La chronique d'Emmanuelle de Boysson

Le Prix Littéraire Marco Polo Venise à Sandro Veronesi


La vie littéraire, chronique d’Emmanuelle de Boysson | 

Christine Bach est une belle âme, une femme inspirée, généreuse et amicale dont l’ambition est de célébrer l’altérité et l’universalité des cultures, à l’image de Marco Polo, ce marchand italien, un des premiers voyageurs vers la Chine dont le Livre des merveilles a fait connaître l’Asie aux Européens et influencé Christophe Colomb. Pas étonnant que cette amoureuse de l’Italie ait choisi Venise, carrefour de l’Orient et de l’Occident, pour créer le Prix Littéraire Marco Polo qui récompense un ouvrage d’un écrivain français ou italien. Un prix qui prend une dimension officielle puisque les ambassades de France et d’Italie le soutiennent.

 

Passionnée par la correspondance des arts, Christine Bach a aussi voulu créer des liens entre littérature, musique, théâtre et peinture. Créatrice du Cercle Littéraire Le Rendez-vous rive gauche, elle organise chez Les Éditeurs, au carrefour de l'Odéon, des rencontres littéraires mensuelles de grande qualité. Le Cercle a déjà accueilli Frédéric Lenoir, Natacha Polony, Alain Finkielkraut, Daniel Rondeau, Christian Bobin, Jérôme Garcin, Luc Ferry…
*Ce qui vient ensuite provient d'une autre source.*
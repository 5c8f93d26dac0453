//! KMB HTTP client
//!
//! Fetches the route list, the stop list and per-stop arrival estimates from
//! the KMB open-data API.

use std::time::Duration;

use async_trait::async_trait;
use domain::{BusRoute, BusStop, EtaEntry};
use reqwest::Client;
use tracing::{debug, instrument};
use url::Url;

use crate::config::{KmbConfig, STOP_ID_PLACEHOLDER};
use crate::error::KmbError;
use crate::models::{parse_eta_list, parse_route_list, parse_stop_list};

/// Trait for KMB data clients
#[async_trait]
pub trait KmbClient: Send + Sync {
    /// Fetch every route operated by KMB
    async fn fetch_routes(&self) -> Result<Vec<BusRoute>, KmbError>;

    /// Fetch every KMB stop
    async fn fetch_stops(&self) -> Result<Vec<BusStop>, KmbError>;

    /// Fetch the arrival estimates for all routes calling at one stop
    async fn fetch_stop_eta(&self, stop_id: &str) -> Result<Vec<EtaEntry>, KmbError>;
}

/// reqwest-based client for the KMB open-data API
#[derive(Debug)]
pub struct HttpKmbClient {
    client: Client,
    config: KmbConfig,
}

impl HttpKmbClient {
    /// Create a new KMB client
    ///
    /// # Errors
    ///
    /// Returns an error if the HTTP client cannot be initialized.
    pub fn new(config: &KmbConfig) -> Result<Self, KmbError> {
        let client = Client::builder()
            .timeout(Duration::from_secs(config.timeout_secs))
            .user_agent(config.user_agent.clone())
            .build()
            .map_err(|e| KmbError::ConnectionFailed(e.to_string()))?;

        Ok(Self {
            client,
            config: config.clone(),
        })
    }

    /// Validate a configured endpoint
    fn endpoint(name: &str, raw: &str) -> Result<Url, KmbError> {
        let raw = raw.trim();
        if raw.is_empty() {
            return Err(KmbError::ConfigurationError(format!(
                "kmb.{name} is not configured"
            )));
        }
        Url::parse(raw)
            .map_err(|e| KmbError::ConfigurationError(format!("kmb.{name} is not a valid URL: {e}")))
    }

    /// Build the arrival URL for one stop from the configured template
    fn stop_eta_url(&self, stop_id: &str) -> Result<Url, KmbError> {
        let template = &self.config.stop_eta_url_template;
        if !template.contains(STOP_ID_PLACEHOLDER) {
            return Err(KmbError::ConfigurationError(format!(
                "kmb.stop_eta_url_template must contain {STOP_ID_PLACEHOLDER}"
            )));
        }
        Self::endpoint(
            "stop_eta_url_template",
            &template.replace(STOP_ID_PLACEHOLDER, stop_id.trim()),
        )
    }

    /// GET a URL and return the raw body of a successful response
    async fn get_body(&self, url: Url) -> Result<Vec<u8>, KmbError> {
        debug!(%url, "Requesting KMB data");

        let response = self.client.get(url).send().await.map_err(|e| {
            if e.is_timeout() {
                KmbError::Timeout {
                    timeout_secs: self.config.timeout_secs,
                }
            } else {
                KmbError::ConnectionFailed(e.to_string())
            }
        })?;

        let status = response.status();
        if status == reqwest::StatusCode::TOO_MANY_REQUESTS {
            return Err(KmbError::RateLimitExceeded {
                retry_after_secs: response
                    .headers()
                    .get("retry-after")
                    .and_then(|v| v.to_str().ok())
                    .and_then(|v| v.parse().ok()),
            });
        }

        if !status.is_success() {
            return Err(KmbError::RequestFailed {
                status: status.as_u16(),
            });
        }

        let body = response
            .bytes()
            .await
            .map_err(|e| KmbError::ParseError(e.to_string()))?;
        Ok(body.to_vec())
    }
}

#[async_trait]
impl KmbClient for HttpKmbClient {
    #[instrument(skip(self))]
    async fn fetch_routes(&self) -> Result<Vec<BusRoute>, KmbError> {
        let url = Self::endpoint("route_list_url", &self.config.route_list_url)?;
        let body = self.get_body(url).await?;
        let routes = parse_route_list(&body)?;
        debug!(count = routes.len(), "Fetched KMB routes");
        Ok(routes)
    }

    #[instrument(skip(self))]
    async fn fetch_stops(&self) -> Result<Vec<BusStop>, KmbError> {
        let url = Self::endpoint("stop_list_url", &self.config.stop_list_url)?;
        let body = self.get_body(url).await?;
        let stops = parse_stop_list(&body)?;
        debug!(count = stops.len(), "Fetched KMB stops");
        Ok(stops)
    }

    #[instrument(skip(self))]
    async fn fetch_stop_eta(&self, stop_id: &str) -> Result<Vec<EtaEntry>, KmbError> {
        let url = self.stop_eta_url(stop_id)?;
        let body = self.get_body(url).await?;
        let entries = parse_eta_list(&body)?;
        debug!(%stop_id, count = entries.len(), "Fetched stop arrivals");
        Ok(entries)
    }
}
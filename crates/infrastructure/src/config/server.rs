//! HTTP server and shared outbound-HTTP configuration.

use serde::{Deserialize, Serialize};

/// HTTP server configuration
#[derive(Debug, Clone, Serialize, Deserialize)]
pub struct ServerConfig {
    /// Host to bind to
    #[serde(default = "default_host")]
    pub host: String,

    /// Port to bind to
    #[serde(default = "default_port")]
    pub port: u16,

    /// Allowed CORS origins (empty = any origin)
    #[serde(default)]
    pub allowed_origins: Vec<String>,

    /// Graceful shutdown timeout in seconds
    #[serde(default)]
    pub shutdown_timeout_secs: Option<u64>,

    /// Log format: "json" for structured JSON logs, "text" for human-readable
    #[serde(default = "default_log_format")]
    pub log_format: String,
}

fn default_host() -> String {
    "0.0.0.0".to_string()
}

const fn default_port() -> u16 {
    8080
}

fn default_log_format() -> String {
    "text".to_string()
}

impl Default for ServerConfig {
    fn default() -> Self {
        Self {
            host: default_host(),
            port: default_port(),
            allowed_origins: Vec::new(),
            shutdown_timeout_secs: Some(30),
            log_format: default_log_format(),
        }
    }
}

impl ServerConfig {
    /// `host:port` for the listener
    #[must_use]
    pub fn bind_address(&self) -> String {
        format!("{}:{}", self.host, self.port)
    }
}

/// Defaults shared by every outbound HTTP client
#[derive(Debug, Clone, Serialize, Deserialize)]
pub struct HttpConfig {
    /// Request timeout in seconds, unless a section overrides it
    #[serde(default = "default_timeout_secs")]
    pub timeout_secs: u64,

    /// User-Agent header
    #[serde(default = "default_user_agent")]
    pub user_agent: String,
}

const fn default_timeout_secs() -> u64 {
    60
}

fn default_user_agent() -> String {
    concat!("hkbus-server/", env!("CARGO_PKG_VERSION")).to_string()
}

impl Default for HttpConfig {
    fn default() -> Self {
        Self {
            timeout_secs: default_timeout_secs(),
            user_agent: default_user_agent(),
        }
    }
}
//! Logging initialization
//!
//! Console logging via `tracing-subscriber`, either human-readable text or
//! JSON lines, filtered through `RUST_LOG`.

mod logging;

pub use logging::{DEFAULT_LOG_FILTER, LogFormat, TelemetryError, init_logging};
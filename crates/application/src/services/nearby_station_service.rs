//! Nearest weather station workflow
//!
//! Ranks the stations of the current weather report by great-circle distance
//! from a user address. Station coordinates come from geocoding their place
//! names through [`PlaceGeocodeCache`].

use std::fmt;
use std::sync::Arc;

use chrono::{DateTime, FixedOffset};
use domain::{GeoLocation, Language};
use serde::Serialize;
use tracing::{info, instrument, warn};

use crate::error::ApplicationError;
use crate::ports::WeatherPort;
use crate::services::place_geocode_cache::PlaceGeocodeCache;

/// Default number of stations returned
pub const DEFAULT_TOP_N: usize = 1;

/// Coordinates of the user address
#[derive(Debug, Clone, Copy, PartialEq, Serialize)]
pub struct UserCoordinates {
    /// Latitude in decimal degrees
    pub lat: f64,
    /// Longitude in decimal degrees
    pub lon: f64,
}

/// A station with its reading and distance from the user
#[derive(Debug, Clone, PartialEq, Serialize)]
pub struct NearbyStation {
    /// Station place name
    pub place: String,
    /// Temperature reading
    pub value: f64,
    /// Unit of `value`
    pub unit: String,
    /// Geocoded latitude
    pub lat: f64,
    /// Geocoded longitude
    pub lon: f64,
    /// Distance from the user in meters, two decimals
    pub distance_m: f64,
}

/// Result of the nearest station workflow
#[derive(Debug, Clone, PartialEq, Serialize)]
#[serde(untagged)]
pub enum NearbyStationsOutcome {
    /// Stations ranked by distance
    Found {
        /// Address as given
        user_address: String,
        /// Where the address was geocoded
        user_coordinates: UserCoordinates,
        /// When the report was recorded
        record_time: Option<DateTime<FixedOffset>>,
        /// Nearest first, at most `top_n`
        nearby_stations: Vec<NearbyStation>,
    },
    /// The report could not be fetched
    WeatherUnavailable {
        /// Summary
        error: String,
        /// Upstream failure
        details: String,
    },
    /// None of the report's stations could be located
    NoStationsGeocoded {
        /// Summary
        error: String,
    },
    /// The user address could not be located
    AddressNotFound {
        /// Summary naming the address
        error: String,
        /// Address as given
        address: String,
    },
}

impl NearbyStationsOutcome {
    /// Whether the workflow produced a ranking
    pub const fn is_found(&self) -> bool {
        matches!(self, Self::Found { .. })
    }
}

/// Finds the weather stations closest to an address
pub struct NearbyStationService {
    weather: Arc<dyn WeatherPort>,
    places: Arc<PlaceGeocodeCache>,
}

impl fmt::Debug for NearbyStationService {
    fn fmt(&self, f: &mut fmt::Formatter<'_>) -> fmt::Result {
        f.debug_struct("NearbyStationService")
            .field("places", &self.places)
            .finish_non_exhaustive()
    }
}

fn round_to_centimeters(meters: f64) -> f64 {
    (meters * 100.0).round() / 100.0
}

impl NearbyStationService {
    /// Create the workflow
    pub fn new(weather: Arc<dyn WeatherPort>, places: Arc<PlaceGeocodeCache>) -> Self {
        Self { weather, places }
    }

    /// The `top_n` stations nearest to `address`, nearest first
    ///
    /// Stations whose place name cannot be geocoded are left out. Equal
    /// distances keep report order.
    ///
    /// # Errors
    ///
    /// Only configuration errors are returned, whether from the weather
    /// source or the geocoder.
    #[instrument(skip(self))]
    pub async fn find_nearby_stations(
        &self,
        address: &str,
        lang: Language,
        top_n: usize,
    ) -> Result<NearbyStationsOutcome, ApplicationError> {
        let report = match self.weather.fetch_current_report(lang).await {
            Ok(report) => report,
            Err(e) if e.is_configuration() => return Err(e),
            Err(e) => {
                warn!(error = %e, "Current weather report unavailable");
                return Ok(NearbyStationsOutcome::WeatherUnavailable {
                    error: "Failed to fetch weather data".to_string(),
                    details: e.to_string(),
                });
            },
        };

        let mut stations: Vec<(NearbyStation, GeoLocation)> = Vec::new();
        for reading in &report.temperatures {
            if let Some(location) = self.places.resolve(&reading.place).await? {
                stations.push((
                    NearbyStation {
                        place: reading.place.clone(),
                        value: reading.value,
                        unit: reading.unit.clone(),
                        lat: location.latitude(),
                        lon: location.longitude(),
                        distance_m: 0.0,
                    },
                    location,
                ));
            }
        }

        if stations.is_empty() {
            warn!(readings = report.temperatures.len(), "No station could be geocoded");
            return Ok(NearbyStationsOutcome::NoStationsGeocoded {
                error: "Could not geocode weather stations".to_string(),
            });
        }
        info!(geocoded = stations.len(), "Weather stations located");

        let Some(user) = self.places.resolve(address).await? else {
            warn!(%address, "Could not geocode user address");
            return Ok(NearbyStationsOutcome::AddressNotFound {
                error: format!("Could not geocode address: {address}"),
                address: address.to_string(),
            });
        };

        let mut ranked: Vec<NearbyStation> = stations
            .into_iter()
            .map(|(mut station, location)| {
                station.distance_m = round_to_centimeters(user.distance_meters(&location));
                station
            })
            .collect();
        // Stable: equal distances keep report order
        ranked.sort_by(|a, b| a.distance_m.total_cmp(&b.distance_m));
        ranked.truncate(top_n);

        Ok(NearbyStationsOutcome::Found {
            user_address: address.to_string(),
            user_coordinates: UserCoordinates {
                lat: user.latitude(),
                lon: user.longitude(),
            },
            record_time: report.record_time,
            nearby_stations: ranked,
        })
    }
}
//! KMB error types

use thiserror::Error;

/// Errors that can occur while talking to the KMB API
#[derive(Debug, Error)]
pub enum KmbError {
    /// Connection to the KMB service failed
    #[error("Connection failed: {0}")]
    ConnectionFailed(String),

    /// The service answered with a non-success status
    #[error("Request failed: HTTP {status}")]
    RequestFailed {
        /// HTTP status code
        status: u16,
    },

    /// Failed to parse a response body
    #[error("Parse error: {0}")]
    ParseError(String),

    /// Rate limit exceeded
    #[error("Rate limit exceeded, retry after {retry_after_secs:?} seconds")]
    RateLimitExceeded {
        /// Seconds to wait before retrying (if provided by API)
        retry_after_secs: Option<u64>,
    },

    /// A URL or template is missing or malformed
    #[error("Configuration error: {0}")]
    ConfigurationError(String),

    /// Request timeout
    #[error("Request timed out after {timeout_secs} seconds")]
    Timeout {
        /// The timeout duration in seconds
        timeout_secs: u64,
    },
}

impl KmbError {
    /// Returns true if this error is retryable
    #[must_use]
    pub const fn is_retryable(&self) -> bool {
        match self {
            Self::ConnectionFailed(_) | Self::Timeout { .. } | Self::RateLimitExceeded { .. } => {
                true
            },
            Self::RequestFailed { status } => *status >= 500,
            Self::ParseError(_) | Self::ConfigurationError(_) => false,
        }
    }

    /// Returns true if the error points at a deployment defect rather than the upstream
    #[must_use]
    pub const fn is_configuration(&self) -> bool {
        matches!(self, Self::ConfigurationError(_))
    }
}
Le jury du Prix littéraire Marco Polo Venise dont elle est membre est présidé par Muriel Mayette-Holtz, directrice de la Villa Médicis. En font aussi partie cette année, les écrivains, Évelyne Bloch-Dano, Michèle Fitoussi, Simoneta Greggio, René Guitton, Daniel Rondeau, Alberto Toscano et Florian Zeller, absent pour cette édition. Réuni au Palais Farnèse à Rome, en présence de Madame l’Ambassadeur Catherine Colonna pour une deuxième délibération, le jury avait désigné quatre romans finalistes publiés dans leur édition originale et parus au cours des douze mois écoulés.

 

Vendredi 10 juin, la Princesse Caroline Murat recevait dans les salons de son palazzio donnant sur un canal, un jardin frais. Le lendemain, dans le palais Morosini de Generali, à Campo Stefano, le prix a été remis à Terres rares, de Sandro Veronesi (Grasset et Fasquelle) par Philippe Donnet, directeur général de Generali Italia, partenaire du prix, et la présidente du jury. La Princesse Caroline Murat, également partenaire du prix, s’est mise au piano pour jouer une Nocturne de Bach. Au cours de la soirée, Muriel Mayette s’est avérée une comédienne de talent. Aux murs, les toiles du maître Jiang Shanqing donnaient une touche moderne aux fastes de la pièce, une inauguration prestigieuse. Logés à l’hôtel Principe, dans des chambres spacieuses et confortables, nous ne nous lassions pas de voir passer sur le Grand Canal des gondoles et des bateaux de marchandises. Sur la terrasse au bord de l’eau, on servait du vin d’Italie, Patricia Chapelotte, directrice de l’agence Alberta conseil, très active pour le prix, trinquait avec Charles Consigny. Caroline Pigozzi, parlait de son cher François, le pape des pauvres tant aimé. L’eau clapotait, ça sentait la rose et le frésia. Au fil des ruelles, nous nous sommes dirigés vers le Rialto près duquel nous avions rendez-vous avec la directrice de l’Alliance française qui occupe un « casino », ancienne demeure où l’on jouait aux cartes pour de l’argent, à l’origine du mot casino. Ce petit palais aurait besoin d’être rénové, les fonds manquent pour réparer les fresques qui se fissurent… Retour aux Frari où la Vierge du Titien semble de plus en plus éclatante dans sa robe orangée. Une fleur sur la tombe de Monteverdi, une promenade sur les Zattere, le long de l’hôtel où Philippe Sollers a l’habitude de descendre, une prière à l’église San Trovaso avant de revoir l’atelier des gondoles. Place Saint-Marc, la pluie se met à tomber, les touristes fuient, l’eau monte. Des vagues roulent sur le campanile. Au musée Correr où nous étions allés voir un tableau de Bellini, les fenêtres suintent. Est-ce l’Acqua Alta ? Non, le soleil revient, nous filons déjeuner à la Madonna près du Rialto : on y trouve les meilleures seiches à l’encre de Venise ! Christine Bach nous attend pour un dernier verre avant de s’éloigner de cette ville-théâtre où nous avons rêvé, par une nuit de pleine lune, sur les marches de la Salute.